Excerpted records:
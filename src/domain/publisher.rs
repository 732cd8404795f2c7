//! The publisher aggregate.
//!
//! A `Publisher` embeds its `Organization` key by value and exclusively owns
//! its books and employees. Queries over the books are lazy iterators that
//! borrow the backing lists and can be cloned to restart the scan.

use chrono::{Local, NaiveDate};
use serde::Serialize;
use std::fmt;

use super::organization::validate_registration_year;
use super::{Book, Dated, Organization, Person};
use crate::error::DomainResult;

#[derive(Debug, Clone, PartialEq, Eq, Serialize)]
pub struct Publisher {
    organization: Organization,
    license_expiry: NaiveDate,
    books: Vec<Book>,
    employees: Vec<Person>,
}

impl Publisher {
    /// # Errors
    /// Returns `InvalidArgument` if `registration_year` exceeds the current year.
    pub fn new(
        name: impl Into<String>,
        address: impl Into<String>,
        license_expiry: NaiveDate,
        registration_year: i32,
    ) -> DomainResult<Self> {
        let organization = Organization::new(name, address, registration_year)?;
        Ok(Self::from_organization(organization, license_expiry))
    }

    pub fn from_organization(organization: Organization, license_expiry: NaiveDate) -> Self {
        Self {
            organization,
            license_expiry,
            books: Vec::new(),
            employees: Vec::new(),
        }
    }

    pub fn organization(&self) -> &Organization {
        &self.organization
    }

    /// A detached copy of the key fields.
    pub fn organization_info(&self) -> Organization {
        self.organization.clone()
    }

    /// Replaces the key fields.
    ///
    /// # Errors
    /// Returns `InvalidArgument` if the new registration year is in the future;
    /// the publisher is left unchanged.
    pub fn set_organization_info(&mut self, organization: Organization) -> DomainResult<()> {
        validate_registration_year(organization.registration_year())?;
        self.organization = organization;
        Ok(())
    }

    pub fn name(&self) -> &str {
        self.organization.name()
    }

    pub fn address(&self) -> &str {
        self.organization.address()
    }

    pub fn registration_year(&self) -> i32 {
        self.organization.registration_year()
    }

    pub fn set_registration_year(&mut self, year: i32) -> DomainResult<()> {
        self.organization.set_registration_year(year)
    }

    pub fn license_expiry(&self) -> NaiveDate {
        self.license_expiry
    }

    pub fn set_license_expiry(&mut self, date: NaiveDate) {
        self.license_expiry = date;
    }

    pub fn books(&self) -> &[Book] {
        &self.books
    }

    pub fn books_mut(&mut self) -> &mut Vec<Book> {
        &mut self.books
    }

    pub fn employees(&self) -> &[Person] {
        &self.employees
    }

    pub fn employees_mut(&mut self) -> &mut Vec<Person> {
        &mut self.employees
    }

    /// Appends books in iteration order. Duplicates are kept.
    pub fn add_books(&mut self, books: impl IntoIterator<Item = Book>) {
        self.books.extend(books);
    }

    /// Appends employees in iteration order. Duplicates are kept.
    pub fn add_employees(&mut self, employees: impl IntoIterator<Item = Person>) {
        self.employees.extend(employees);
    }

    /// A fully independent copy, down to every book's author.
    pub fn deep_copy(&self) -> Self {
        Self {
            organization: self.organization.clone(),
            license_expiry: self.license_expiry,
            books: self.books.iter().cloned().collect(),
            employees: self.employees.iter().cloned().collect(),
        }
    }

    /// Books published strictly after `year`.
    pub fn books_after_year(&self, year: i32) -> impl Iterator<Item = &Book> + Clone + '_ {
        self.books
            .iter()
            .filter(move |book| book.publication_year() > year)
    }

    /// Books whose author's full name is exactly `full_name`.
    pub fn books_by_author<'a>(
        &'a self,
        full_name: &'a str,
    ) -> impl Iterator<Item = &'a Book> + Clone + 'a {
        self.books
            .iter()
            .filter(move |book| book.author.full_name() == full_name)
    }

    /// Books written by one of this publisher's employees.
    pub fn books_by_employee_authors(&self) -> impl Iterator<Item = &Book> + Clone + '_ {
        let employees = &self.employees;
        self.books
            .iter()
            .filter(move |book| employees.contains(&book.author))
    }

    /// Books whose author is not an employee.
    pub fn books_by_outside_authors(&self) -> impl Iterator<Item = &Book> + Clone + '_ {
        let employees = &self.employees;
        self.books
            .iter()
            .filter(move |book| !employees.contains(&book.author))
    }

    /// Share of pocket-format books in percent; `0.0` when there are no books.
    pub fn pocket_percentage(&self) -> f64 {
        if self.books.is_empty() {
            return 0.0;
        }
        let pocket = self.books.iter().filter(|book| book.is_pocket()).count();
        pocket as f64 / self.books.len() as f64 * 100.0
    }

    pub fn short_string(&self) -> String {
        format!(
            "{}, License Expiry: {}, Total Books: {}, Employees: {}",
            self.organization,
            self.license_expiry,
            self.books.len(),
            self.employees.len()
        )
    }
}

impl Default for Publisher {
    fn default() -> Self {
        Self::from_organization(
            Organization::new_unchecked("DefaultPublisher", "DefaultAddress", 2000),
            Local::now().date_naive(),
        )
    }
}

impl Dated for Publisher {
    fn date(&self) -> NaiveDate {
        self.license_expiry
    }
}

impl fmt::Display for Publisher {
    fn fmt(&self, f: &mut fmt::Formatter<'_>) -> fmt::Result {
        writeln!(
            f,
            "{}, License Expiry: {},",
            self.organization, self.license_expiry
        )?;
        writeln!(f, "Books:")?;
        for book in &self.books {
            writeln!(f, "  {book}")?;
        }
        writeln!(f, "Employees:")?;
        for employee in &self.employees {
            writeln!(f, "  {employee}")?;
        }
        Ok(())
    }
}
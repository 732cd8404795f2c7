use anyhow::Result;
use clap::{Parser, ValueEnum};
use serde::{Deserialize, Serialize};
use strum::Display;

const DEFAULT_COUNT: usize = 1000;
const MAX_COUNT: usize = 5_000_000;

/// Output format of the benchmark report.
#[derive(
    Debug, Clone, Copy, Default, PartialEq, Eq, Display, ValueEnum, Serialize, Deserialize,
)]
#[strum(serialize_all = "lowercase")]
#[serde(rename_all = "lowercase")]
pub enum OutputFormat {
    #[default]
    Text,
    Json,
}

#[derive(Debug, Clone, PartialEq, Eq)]
pub struct LabConfig {
    /// Number of generated publishers per container.
    pub count: usize,
    pub format: OutputFormat,
    pub skip_demo: bool,
    pub dump_metrics: bool,
}

impl Default for LabConfig {
    fn default() -> Self {
        Self {
            count: DEFAULT_COUNT,
            format: OutputFormat::default(),
            skip_demo: false,
            dump_metrics: false,
        }
    }
}

impl LabConfig {
    pub fn from_args(args: CliArgs) -> Result<Self> {
        let CliArgs {
            count,
            format,
            skip_demo,
            metrics,
        } = args;

        Ok(Self {
            count: count.unwrap_or(DEFAULT_COUNT),
            format: format.unwrap_or_default(),
            skip_demo,
            dump_metrics: metrics,
        })
    }

    /// Fail fast on settings the harness cannot run with.
    pub fn validate(&self) -> Result<()> {
        anyhow::ensure!(self.count >= 1, "count must be at least 1, got {}", self.count);
        anyhow::ensure!(
            self.count <= MAX_COUNT,
            "count {} exceeds the maximum of {}",
            self.count,
            MAX_COUNT
        );

        tracing::debug!(
            count = self.count,
            format = %self.format,
            skip_demo = self.skip_demo,
            dump_metrics = self.dump_metrics,
            "configuration validated"
        );
        Ok(())
    }
}

#[derive(Parser, Debug, Default, Clone)]
#[command(
    name = "publisher-lab",
    about = "Publisher domain demo and collection lookup benchmark",
    version
)]
pub struct CliArgs {
    #[arg(
        long,
        env = "PUBLISHER_LAB_COUNT",
        value_name = "N",
        help = "Number of generated publishers in each container",
        value_parser = clap::value_parser!(usize)
    )]
    pub count: Option<usize>,

    #[arg(
        long,
        env = "PUBLISHER_LAB_FORMAT",
        value_enum,
        value_name = "FORMAT",
        help = "Benchmark report format (text or json)"
    )]
    pub format: Option<OutputFormat>,

    #[arg(
        long,
        env = "PUBLISHER_LAB_SKIP_DEMO",
        help = "Run only the lookup benchmark"
    )]
    pub skip_demo: bool,

    #[arg(
        long,
        env = "PUBLISHER_LAB_METRICS",
        help = "Print Prometheus metrics after the report"
    )]
    pub metrics: bool,
}

#[cfg(test)]
mod tests {
    use super::*;

    #[test]
    fn test_defaults() {
        let config = LabConfig::from_args(CliArgs::default()).unwrap();
        assert_eq!(config, LabConfig::default());
        assert_eq!(config.count, 1000);
        config.validate().unwrap();
    }

    #[test]
    fn test_output_format_display() {
        assert_eq!(OutputFormat::Text.to_string(), "text");
        assert_eq!(OutputFormat::Json.to_string(), "json");
    }

    #[test]
    fn test_zero_count_rejected() {
        let config = LabConfig {
            count: 0,
            ..LabConfig::default()
        };
        let err = config.validate().unwrap_err();
        assert!(err.to_string().contains("at least 1"));
    }

    #[test]
    fn test_oversized_count_rejected() {
        let config = LabConfig {
            count: MAX_COUNT + 1,
            ..LabConfig::default()
        };
        assert!(config.validate().is_err());
    }
}
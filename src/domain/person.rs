use chrono::NaiveDate;
use serde::{Deserialize, Serialize};
use std::fmt;

use super::{Dated, ymd};

/// A person who writes books or works for a publisher.
#[derive(Debug, Clone, PartialEq, Eq, Hash, Serialize, Deserialize)]
pub struct Person {
    pub first_name: String,
    pub last_name: String,
    pub birth_date: NaiveDate,
}

impl Person {
    pub fn new(
        first_name: impl Into<String>,
        last_name: impl Into<String>,
        birth_date: NaiveDate,
    ) -> Self {
        Self {
            first_name: first_name.into(),
            last_name: last_name.into(),
            birth_date,
        }
    }

    /// `"{first} {last}"`, the form used to match book authors by name.
    pub fn full_name(&self) -> String {
        format!("{} {}", self.first_name, self.last_name)
    }

    pub fn short_string(&self) -> String {
        self.full_name()
    }
}

impl Default for Person {
    fn default() -> Self {
        Self::new("DefaultFirstName", "DefaultLastName", ymd(2001, 1, 1))
    }
}

impl Dated for Person {
    fn date(&self) -> NaiveDate {
        self.birth_date
    }
}

impl fmt::Display for Person {
    fn fmt(&self, f: &mut fmt::Formatter<'_>) -> fmt::Result {
        write!(
            f,
            "{} {}, born on {}",
            self.first_name, self.last_name, self.birth_date
        )
    }
}
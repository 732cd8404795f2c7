//! Collection lookup benchmark.
//!
//! Builds four parallel containers over the same N generated organizations
//! and times a membership test in each one:
//!
//! | container | lookup | cost |
//! |---|---|---|
//! | `Vec<Organization>` | equality scan | O(N) |
//! | `Vec<String>` | equality scan on canonical strings | O(N) |
//! | `HashMap<Organization, Publisher>` | key lookup | O(1) expected |
//! | `HashMap<String, Publisher>` | key lookup | O(1) expected |
//! | `HashMap<Organization, Publisher>` | value scan | O(N) |
//!
//! Results are pushed into a [`ResultSink`] so the harness never prints.

pub mod harness;
pub mod probe;
pub mod report;
pub mod sink;

pub use harness::{ContainerKind, LookupHarness, Measurement};
pub use probe::{ProbeCase, absent_probe};
pub use report::{BenchmarkReport, ProbeReport};
pub use sink::{CompositeSink, LogSink, MetricsSink, ReportSink, ResultSink};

What to work on:
Please find all lines of the entries that hold the string "strum" and copy them.

Written response:
use strum::Display;
#[strum(serialize_all = "lowercase")]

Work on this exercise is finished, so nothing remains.